The fourth disc contains a multitude of TV appearances, a number of songs from the first show at a tiny London Theatre recorded for the BBC (which puts almost all that show between this and "Remember That Night"), as well as the last TV Session recorded at the legendary Abbey Road studios and includes a quirky, improvised acoustic version of "Echoes". Not only that, but you get the entire "On An Island" album presented in 5.1 sound, and, perhaps most poignantly, the final known recordings of Rick and David, as the band perform a series of instrumental jams recorded in David Gilmours barn.
Last but not least, the fifth disc features a compilation of performances throughout the tour, featuring five songs not performed at the Gdansk concert, as well as a selection of other performances. It's a fine bonus, albeit lacking a couple of songs ("Arnold Layne", "Dark Globe") found on the Albert Hall CD so it doesn't completely cover the entire selection from the tour.

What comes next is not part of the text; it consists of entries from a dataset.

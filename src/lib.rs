//! # Battery Bank Supervisor
//!
//! Supervisory logic for a multi-bank battery pack: temperature units on a
//! shared serial bus, a multiplexed voltage front end, and a relay matrix
//! with a DC-DC converter that moves charge between series banks.
//!
//! ## Features
//!
//! - **Temperature bus client**: per-request connections, progressive reads
//!   and probe-classified retries against flaky bridges
//! - **One-shot calibration**: per-sensor offsets fixed on the first clean
//!   poll and persisted across restarts
//! - **Anomaly detection**: invalid, high, low, deviation, rise, lag and
//!   disconnection checks per channel, plus cabinet over-temperature
//! - **Verified balancing**: every operation is checked against the voltage
//!   trend it produced; a balancer that moves nothing latches itself off
//! - **Snapshots**: observers read an immutable per-poll snapshot and never
//!   block the poll loop
//!
//! ## Quick Start
//!
//! ```rust,no_run
//! use bankguard::{Capabilities, Config, SimClock, Supervisor};
//!
//! let config = Config::load("bankguard.toml".as_ref()).unwrap();
//! let (caps, _pack) = Capabilities::simulated(&config, SimClock::new()).unwrap();
//! let mut supervisor = Supervisor::new(config, caps).unwrap();
//!
//! let outcome = supervisor.poll();
//! println!("{} alerts", outcome.snapshot.alerts.len());
//! ```
//!
//! ## Architecture
//!
//! - [`supervisor`] - The poll cycle and the self-test
//! - [`transport`] / [`frame`] - Temperature bus client and frame codec
//! - [`voltage`] - Bank voltage acquisition
//! - [`calibration`] / [`anomaly`] - Temperature processing
//! - [`balance`] - Relay table, guards and the verified balance controller
//! - [`issues`] / [`alerts`] - Alert aggregation and the event log
//! - [`snapshot`] / [`control`] - What observers see and may ask for
//! - [`hardware`] - Capability traits with real and simulated adapters

#![deny(clippy::all)]
#![deny(clippy::pedantic)]
#![allow(clippy::module_name_repetitions)]
#![allow(clippy::cast_possible_truncation)]
#![allow(clippy::cast_sign_loss)]
#![allow(clippy::cast_precision_loss)]
#![allow(clippy::float_cmp)]
#![allow(clippy::missing_errors_doc)]
#![allow(clippy::missing_panics_doc)]
#![allow(clippy::must_use_candidate)]
#![allow(clippy::new_without_default)]

pub mod alerts;
pub mod anomaly;
pub mod balance;
pub mod calibration;
pub mod config;
pub mod control;
pub mod frame;
pub mod hardware;
pub mod issues;
pub mod snapshot;
pub mod supervisor;
pub mod topology;
pub mod transport;
pub mod voltage;

// Re-export main public types for convenience
pub use alerts::{Alert, AlertKind, AnomalyKind, EventLog, EventRecord};
pub use balance::{BalanceController, BalancePhase, BalanceReport, BalanceRequest, RelayTable, Verdict};
pub use calibration::{Calibrator, FileCalibrationStore, MemoryCalibrationStore, RawReading};
pub use config::{Config, ConfigError};
pub use control::{ControlCommand, ControlHandler, ControlRequest, ControlResponse};
pub use hardware::{RecordingActuator, SimClock, SimPack};
pub use snapshot::{Snapshot, SnapshotPublisher};
pub use supervisor::{Capabilities, PollOutcome, SelfTestReport, Supervisor};
pub use topology::{ChannelLocation, Topology};
pub use transport::{ReadError, TemperatureClient};
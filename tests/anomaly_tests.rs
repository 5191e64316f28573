use bankguard::alerts::{AlertKind, AnomalyKind};
use bankguard::anomaly::*;
use bankguard::calibration::RawReading;
use bankguard::config::TemperatureConfig;
use bankguard::topology::Topology;

fn engine(topology: Topology) -> AnomalyEngine {
    AnomalyEngine::new(topology, AnomalyThresholds::from_config(&TemperatureConfig::default()))
}

fn raw_of(values: &[f64]) -> Vec<RawReading> {
    values.iter().map(|&v| RawReading::Value(v)).collect()
}

fn calibrated_of(values: &[f64]) -> Vec<Option<f64>> {
    values.iter().map(|&v| if v > 0.0 { Some(v) } else { None }).collect()
}

/// Runs one poll with no calibration offsets.
fn poll(engine: &mut AnomalyEngine, topology: &Topology, values: &[f64]) -> Vec<bankguard::Alert> {
    let raw = raw_of(values);
    let calibrated = calibrated_of(values);
    let stats = bank_stats(topology, &calibrated);
    engine.evaluate(&raw, &calibrated, &stats)
}

#[test]
fn test_bank_stats_span_parallel_batteries() {
    let topology = Topology::new(2, 2, 2).unwrap();
    // Bank 1 is channels 1, 2, 5, 6; bank 2 is 3, 4, 7, 8
    let calibrated = vec![
        Some(24.0),
        Some(26.0),
        Some(30.0),
        Some(31.0),
        Some(25.0),
        None,
        Some(32.0),
        Some(33.0),
    ];
    let stats = bank_stats(&topology, &calibrated);
    assert_eq!(stats.len(), 2);
    assert_eq!(
        stats[0],
        BankStats { median: 25.0, min: 24.0, max: 26.0, invalid_count: 1 }
    );
    assert_eq!(
        stats[1],
        BankStats { median: 31.5, min: 30.0, max: 33.0, invalid_count: 0 }
    );

    let empty = bank_stats(&topology, &[None; 8]);
    assert_eq!(empty[0], BankStats { invalid_count: 4, ..BankStats::default() });
    assert_eq!(overall_median(&[None, None]), None);
}

#[test]
fn test_deviation_from_bank_median() {
    let topology = Topology::new(1, 5, 1).unwrap();
    let mut engine = engine(topology);

    let alerts = poll(&mut engine, &topology, &[25.0, 25.0, 25.0, 28.0, 26.5]);
    assert_eq!(alerts.len(), 1);
    assert_eq!(alerts[0].kind, AlertKind::Temperature(AnomalyKind::Deviation));
    assert_eq!(
        alerts[0].message,
        "Battery 1 Bank 1 Local Ch 4: Deviation from bank median (abs 3.0°C or 12.00%)."
    );
    assert_eq!(alerts[0].location.map(|l| l.channel), Some(4));
    assert!(alerts[0].is_new);
}

#[test]
fn test_relative_deviation_alone_triggers() {
    let topology = Topology::new(1, 3, 1).unwrap();
    let mut engine = engine(topology);

    // 1.5 off a median of 10 is under the absolute limit but 15% relative
    let alerts = poll(&mut engine, &topology, &[10.0, 10.0, 11.5]);
    assert_eq!(alerts.len(), 1);
    assert!(alerts[0].message.contains("Local Ch 3"));
    assert!(alerts[0].message.contains("15.00%"));
}

#[test]
fn test_relative_deviation_below_zero_median() {
    let topology = Topology::new(1, 4, 1).unwrap();
    let mut thresholds = AnomalyThresholds::from_config(&TemperatureConfig::default());
    thresholds.valid_min = -100.0;
    thresholds.low = -50.0;
    thresholds.abs_deviation = 5.0;
    let mut engine = AnomalyEngine::new(topology, thresholds);

    let values = [-10.0, -10.0, -10.0, -13.0];
    let raw = raw_of(&values);
    let calibrated: Vec<Option<f64>> = values.iter().map(|&v| Some(v)).collect();
    let stats = bank_stats(&topology, &calibrated);
    assert_eq!(stats[0].median, -10.0);

    // 3 off a median of -10 is 30% relative
    let alerts = engine.evaluate(&raw, &calibrated, &stats);
    assert_eq!(alerts.len(), 1);
    assert_eq!(alerts[0].kind, AlertKind::Temperature(AnomalyKind::Deviation));
    assert_eq!(
        alerts[0].message,
        "Battery 1 Bank 1 Local Ch 4: Deviation from bank median (abs 3.0°C or 30.00%)."
    );
}

#[test]
fn test_high_and_low_checks_are_independent() {
    let topology = Topology::new(1, 3, 1).unwrap();
    let mut thresholds = AnomalyThresholds::from_config(&TemperatureConfig::default());
    thresholds.high = 20.0;
    thresholds.low = 30.0;
    let mut engine = AnomalyEngine::new(topology, thresholds);

    let alerts = poll(&mut engine, &topology, &[25.0, 25.0, 25.0]);
    let kinds: Vec<AlertKind> = alerts.iter().map(|a| a.kind).collect();
    assert_eq!(alerts.len(), 6);
    assert_eq!(
        kinds.iter().filter(|&&k| k == AlertKind::Temperature(AnomalyKind::High)).count(),
        3
    );
    assert_eq!(
        kinds.iter().filter(|&&k| k == AlertKind::Temperature(AnomalyKind::Low)).count(),
        3
    );
    assert!(engine.alert_state().is_active(2, AnomalyKind::High));
    assert!(engine.alert_state().is_active(2, AnomalyKind::Low));
}

#[test]
fn test_high_and_low_temperature() {
    let topology = Topology::new(1, 5, 1).unwrap();
    let mut config = TemperatureConfig::default();
    config.low_threshold = 10.0;
    let mut engine = AnomalyEngine::new(topology, AnomalyThresholds::from_config(&config));

    let alerts = poll(&mut engine, &topology, &[25.0, 25.0, 45.0, 25.0, 5.0]);
    let messages: Vec<&str> = alerts.iter().map(|a| a.message.as_str()).collect();
    assert!(messages.contains(&"Battery 1 Bank 1 Local Ch 3: High temp (45.0°C > 42°C)."));
    assert!(messages.contains(&"Battery 1 Bank 1 Local Ch 5: Low temp (5.0°C < 10°C)."));
    assert!(engine.alert_state().is_active(3, AnomalyKind::High));
    assert!(engine.alert_state().is_active(5, AnomalyKind::Low));
}

#[test]
fn test_invalid_reading_skips_other_static_checks() {
    let topology = Topology::new(1, 4, 1).unwrap();
    let mut engine = engine(topology);

    let alerts = poll(&mut engine, &topology, &[25.0, 0.0, 25.0, 25.0]);
    assert_eq!(alerts.len(), 1);
    assert_eq!(alerts[0].kind, AlertKind::Temperature(AnomalyKind::Invalid));
    assert_eq!(alerts[0].message, "Battery 1 Bank 1 Local Ch 2: Invalid reading (≤ 0).");
}

#[test]
fn test_failed_unit_channels_stay_quiet() {
    let topology = Topology::new(1, 2, 2).unwrap();
    let mut engine = engine(topology);
    poll(&mut engine, &topology, &[25.0, 25.0, 25.0, 25.0]);

    // Battery 2's unit drops out entirely
    let raw = vec![
        RawReading::Value(25.0),
        RawReading::Value(25.0),
        RawReading::UnitFailed,
        RawReading::UnitFailed,
    ];
    let calibrated = vec![Some(25.0), Some(25.0), None, None];
    let stats = bank_stats(&topology, &calibrated);
    let alerts = engine.evaluate(&raw, &calibrated, &stats);
    assert!(alerts.is_empty(), "unexpected alerts: {:?}", alerts);
}

#[test]
fn test_history_checks_wait_for_second_poll() {
    let topology = Topology::new(1, 5, 1).unwrap();
    let mut engine = engine(topology);
    assert!(!engine.has_history());

    let alerts = poll(&mut engine, &topology, &[25.0; 5]);
    assert!(alerts.is_empty());
    assert!(engine.has_history());
}

#[test]
fn test_rise_and_lag() {
    let topology = Topology::new(1, 5, 1).unwrap();
    let mut engine = engine(topology);
    poll(&mut engine, &topology, &[25.0; 5]);

    let alerts = poll(&mut engine, &topology, &[28.0, 25.0, 25.0, 25.0, 25.0]);
    let messages: Vec<&str> = alerts.iter().map(|a| a.message.as_str()).collect();
    assert!(messages.contains(&"Battery 1 Bank 1 Local Ch 1: Abnormal rise (3.0°C in 10s)."));
    assert!(messages.contains(&"Battery 1 Bank 1 Local Ch 1: Lag from bank group (3.0°C vs 0.0°C)."));
    assert_eq!(
        engine.alert_state().active_kinds(1),
        vec![AnomalyKind::Deviation, AnomalyKind::Rise, AnomalyKind::Lag]
    );
    assert_eq!(engine.alert_state().active_count(), 3);
}

#[test]
fn test_uniform_rise_is_not_lag() {
    let topology = Topology::new(1, 4, 1).unwrap();
    let mut engine = engine(topology);
    poll(&mut engine, &topology, &[25.0; 4]);

    // The whole bank warms together: no channel lags its group
    let alerts = poll(&mut engine, &topology, &[26.0; 4]);
    assert!(alerts.is_empty(), "unexpected alerts: {:?}", alerts);
}

#[test]
fn test_sudden_disconnection() {
    let topology = Topology::new(1, 4, 1).unwrap();
    let mut engine = engine(topology);
    poll(&mut engine, &topology, &[25.0; 4]);

    let alerts = poll(&mut engine, &topology, &[25.0, 25.0, 0.0, 25.0]);
    let kinds: Vec<AlertKind> = alerts.iter().map(|a| a.kind).collect();
    assert_eq!(
        kinds,
        vec![
            AlertKind::Temperature(AnomalyKind::Invalid),
            AlertKind::Temperature(AnomalyKind::Disconnection),
        ]
    );
    assert_eq!(alerts[1].message, "Battery 1 Bank 1 Local Ch 3: Sudden disconnection.");

    // Staying disconnected is not a new disconnection
    let alerts = poll(&mut engine, &topology, &[25.0, 25.0, 0.0, 25.0]);
    assert_eq!(alerts.len(), 1);
    assert_eq!(alerts[0].kind, AlertKind::Temperature(AnomalyKind::Invalid));
    assert!(!alerts[0].is_new);
}

#[test]
fn test_repeated_condition_is_not_new() {
    let topology = Topology::new(1, 5, 1).unwrap();
    let mut engine = engine(topology);

    let first = poll(&mut engine, &topology, &[25.0, 25.0, 45.0, 25.0, 25.0]);
    assert!(!first.is_empty());
    assert!(first.iter().all(|a| a.is_new));

    let second = poll(&mut engine, &topology, &[25.0, 25.0, 45.0, 25.0, 25.0]);
    assert_eq!(second.len(), first.len());
    assert!(second.iter().all(|a| !a.is_new));

    // The drop back is itself a lag; a steady poll after that is clean
    let recovery = poll(&mut engine, &topology, &[25.0; 5]);
    assert!(recovery.iter().all(|a| a.kind == AlertKind::Temperature(AnomalyKind::Lag)));
    let again = poll(&mut engine, &topology, &[25.0; 5]);
    assert!(again.is_empty());
    assert_eq!(engine.alert_state().active_count(), 0);
}

#[test]
fn test_cabinet_over_temperature() {
    let topology = Topology::new(1, 3, 1).unwrap();
    let engine = engine(topology);

    assert!(engine.cabinet_check(&[Some(30.0), Some(31.0), Some(32.0)]).is_none());
    let alert = engine.cabinet_check(&[Some(36.0), Some(36.0), None]).unwrap();
    assert_eq!(alert.kind, AlertKind::CabinetOverTemp);
    assert_eq!(alert.message, "Cabinet over temp: 36.0°C > 35°C. Fan on.");
    assert!(alert.is_temperature());
}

Overall, as a package, in whatever format you take it, "Live In Gdansk" is an exhaustive, fitting, and appropriate document of not only David Gilmours artistically successful tour, and an effective and valid artistic statement in its own right, but also a tribute to the often overlooked genius that was Rick Wright. If you are in any way a fan of Pink Floyd, "Live In Gdansk" is an essential addition to a enormously important body of work.